▶ **EXERCISE BRIEF**
Below are records; work out how many of their lines hold the string "offline" and give that number alone.

++++ INPUT

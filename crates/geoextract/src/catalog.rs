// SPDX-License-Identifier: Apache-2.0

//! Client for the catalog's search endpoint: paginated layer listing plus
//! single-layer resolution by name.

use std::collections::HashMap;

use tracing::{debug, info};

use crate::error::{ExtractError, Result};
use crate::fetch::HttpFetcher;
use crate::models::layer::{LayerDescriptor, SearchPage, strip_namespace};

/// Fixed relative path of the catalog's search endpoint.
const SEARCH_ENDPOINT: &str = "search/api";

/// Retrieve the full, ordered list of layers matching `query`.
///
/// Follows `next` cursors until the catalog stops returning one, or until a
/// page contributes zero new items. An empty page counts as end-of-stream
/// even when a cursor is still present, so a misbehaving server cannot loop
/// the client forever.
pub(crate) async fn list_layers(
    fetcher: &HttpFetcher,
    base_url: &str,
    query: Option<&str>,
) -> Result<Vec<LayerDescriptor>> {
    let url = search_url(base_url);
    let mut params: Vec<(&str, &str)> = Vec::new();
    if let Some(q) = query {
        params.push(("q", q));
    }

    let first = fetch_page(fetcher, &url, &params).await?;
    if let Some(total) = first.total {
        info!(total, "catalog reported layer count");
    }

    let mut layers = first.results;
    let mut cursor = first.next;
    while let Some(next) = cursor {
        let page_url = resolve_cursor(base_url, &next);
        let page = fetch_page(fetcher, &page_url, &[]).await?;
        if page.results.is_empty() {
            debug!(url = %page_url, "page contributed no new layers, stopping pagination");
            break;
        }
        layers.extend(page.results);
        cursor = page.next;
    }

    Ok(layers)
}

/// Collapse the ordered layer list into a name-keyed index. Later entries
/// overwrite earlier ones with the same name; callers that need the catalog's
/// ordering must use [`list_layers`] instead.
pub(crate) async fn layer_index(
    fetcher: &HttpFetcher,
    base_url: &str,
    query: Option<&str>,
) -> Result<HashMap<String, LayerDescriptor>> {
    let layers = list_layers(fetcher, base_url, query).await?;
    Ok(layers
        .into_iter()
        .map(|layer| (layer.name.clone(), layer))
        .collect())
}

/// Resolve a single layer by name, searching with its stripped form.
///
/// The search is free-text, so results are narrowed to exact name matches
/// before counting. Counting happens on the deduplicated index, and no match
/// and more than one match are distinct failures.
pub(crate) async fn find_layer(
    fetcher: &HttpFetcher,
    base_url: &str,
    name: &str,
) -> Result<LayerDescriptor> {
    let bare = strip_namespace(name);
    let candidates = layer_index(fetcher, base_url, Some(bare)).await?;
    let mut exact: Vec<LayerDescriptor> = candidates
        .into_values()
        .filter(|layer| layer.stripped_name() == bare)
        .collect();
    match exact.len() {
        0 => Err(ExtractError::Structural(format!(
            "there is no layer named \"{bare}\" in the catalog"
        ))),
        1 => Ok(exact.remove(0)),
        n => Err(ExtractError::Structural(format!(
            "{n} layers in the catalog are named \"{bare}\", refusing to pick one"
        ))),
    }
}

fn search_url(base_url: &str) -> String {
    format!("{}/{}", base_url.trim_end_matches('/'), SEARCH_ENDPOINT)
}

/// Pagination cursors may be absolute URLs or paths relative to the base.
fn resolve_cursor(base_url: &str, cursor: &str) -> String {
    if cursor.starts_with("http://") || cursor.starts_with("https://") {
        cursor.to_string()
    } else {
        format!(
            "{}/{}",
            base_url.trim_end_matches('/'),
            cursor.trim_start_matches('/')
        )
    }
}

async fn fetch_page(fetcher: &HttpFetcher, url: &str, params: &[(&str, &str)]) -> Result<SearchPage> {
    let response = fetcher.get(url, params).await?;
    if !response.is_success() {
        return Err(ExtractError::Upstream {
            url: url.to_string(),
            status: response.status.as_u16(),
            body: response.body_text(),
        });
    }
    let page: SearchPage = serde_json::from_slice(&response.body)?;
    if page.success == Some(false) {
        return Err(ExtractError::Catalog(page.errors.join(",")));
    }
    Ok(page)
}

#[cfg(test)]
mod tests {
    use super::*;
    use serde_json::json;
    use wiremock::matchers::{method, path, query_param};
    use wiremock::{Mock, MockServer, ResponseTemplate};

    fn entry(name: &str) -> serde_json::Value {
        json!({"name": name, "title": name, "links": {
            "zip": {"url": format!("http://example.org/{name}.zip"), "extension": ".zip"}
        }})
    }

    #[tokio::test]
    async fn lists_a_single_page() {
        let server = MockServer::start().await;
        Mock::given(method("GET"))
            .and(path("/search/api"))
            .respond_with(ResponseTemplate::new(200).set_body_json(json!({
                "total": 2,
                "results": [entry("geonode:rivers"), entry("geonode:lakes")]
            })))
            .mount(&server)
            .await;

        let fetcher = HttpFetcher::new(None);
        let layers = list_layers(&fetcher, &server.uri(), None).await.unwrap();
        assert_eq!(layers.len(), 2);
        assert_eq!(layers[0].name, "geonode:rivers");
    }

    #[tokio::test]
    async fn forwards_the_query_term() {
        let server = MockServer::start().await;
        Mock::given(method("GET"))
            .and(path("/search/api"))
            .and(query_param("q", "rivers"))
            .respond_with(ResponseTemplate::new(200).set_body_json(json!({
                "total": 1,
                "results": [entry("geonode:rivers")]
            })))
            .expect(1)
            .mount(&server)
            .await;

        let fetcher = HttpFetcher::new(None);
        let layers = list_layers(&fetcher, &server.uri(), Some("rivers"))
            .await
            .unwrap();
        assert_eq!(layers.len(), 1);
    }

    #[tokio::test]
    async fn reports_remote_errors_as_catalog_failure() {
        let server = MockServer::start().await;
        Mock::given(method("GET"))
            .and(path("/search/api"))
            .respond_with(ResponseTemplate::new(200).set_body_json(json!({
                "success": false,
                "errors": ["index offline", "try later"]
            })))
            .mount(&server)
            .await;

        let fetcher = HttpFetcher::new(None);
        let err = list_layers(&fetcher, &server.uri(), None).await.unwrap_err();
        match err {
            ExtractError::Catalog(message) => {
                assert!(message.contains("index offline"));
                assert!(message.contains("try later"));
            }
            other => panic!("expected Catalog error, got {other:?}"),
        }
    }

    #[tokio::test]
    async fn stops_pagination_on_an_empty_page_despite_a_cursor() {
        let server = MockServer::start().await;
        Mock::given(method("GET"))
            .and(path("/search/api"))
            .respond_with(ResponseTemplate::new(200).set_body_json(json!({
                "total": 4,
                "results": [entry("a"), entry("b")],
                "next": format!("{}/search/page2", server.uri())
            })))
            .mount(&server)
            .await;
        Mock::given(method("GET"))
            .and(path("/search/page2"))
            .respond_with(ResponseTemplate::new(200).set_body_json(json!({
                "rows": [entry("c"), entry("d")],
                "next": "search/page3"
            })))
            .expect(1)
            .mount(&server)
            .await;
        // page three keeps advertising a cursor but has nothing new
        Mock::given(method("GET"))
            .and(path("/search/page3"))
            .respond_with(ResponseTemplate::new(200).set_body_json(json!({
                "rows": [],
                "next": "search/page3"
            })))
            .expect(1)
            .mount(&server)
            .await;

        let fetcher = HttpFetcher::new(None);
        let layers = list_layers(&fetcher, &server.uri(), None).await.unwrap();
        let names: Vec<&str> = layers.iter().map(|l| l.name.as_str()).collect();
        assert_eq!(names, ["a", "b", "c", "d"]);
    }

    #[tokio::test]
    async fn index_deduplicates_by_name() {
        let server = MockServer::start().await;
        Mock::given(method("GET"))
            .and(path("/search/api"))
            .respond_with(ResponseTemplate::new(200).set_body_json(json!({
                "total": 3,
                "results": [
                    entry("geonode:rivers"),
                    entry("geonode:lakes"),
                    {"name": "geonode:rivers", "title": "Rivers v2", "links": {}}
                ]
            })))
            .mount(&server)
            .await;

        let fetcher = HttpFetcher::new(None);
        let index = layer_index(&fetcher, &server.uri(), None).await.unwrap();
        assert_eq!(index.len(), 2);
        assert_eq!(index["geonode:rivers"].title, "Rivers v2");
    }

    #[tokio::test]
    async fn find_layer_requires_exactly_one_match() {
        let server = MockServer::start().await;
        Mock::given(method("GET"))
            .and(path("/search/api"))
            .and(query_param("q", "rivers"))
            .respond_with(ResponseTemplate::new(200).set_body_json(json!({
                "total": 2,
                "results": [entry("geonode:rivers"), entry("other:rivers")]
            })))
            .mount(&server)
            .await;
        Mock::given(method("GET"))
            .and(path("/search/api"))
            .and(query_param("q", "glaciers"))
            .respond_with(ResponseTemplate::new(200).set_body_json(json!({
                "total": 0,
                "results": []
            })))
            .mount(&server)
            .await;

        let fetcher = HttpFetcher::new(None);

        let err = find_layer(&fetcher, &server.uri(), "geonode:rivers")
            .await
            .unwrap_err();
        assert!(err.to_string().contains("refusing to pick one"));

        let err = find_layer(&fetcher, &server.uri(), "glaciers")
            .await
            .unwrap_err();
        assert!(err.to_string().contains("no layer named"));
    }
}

++++++++

▶ **ANSWER SPACE**
2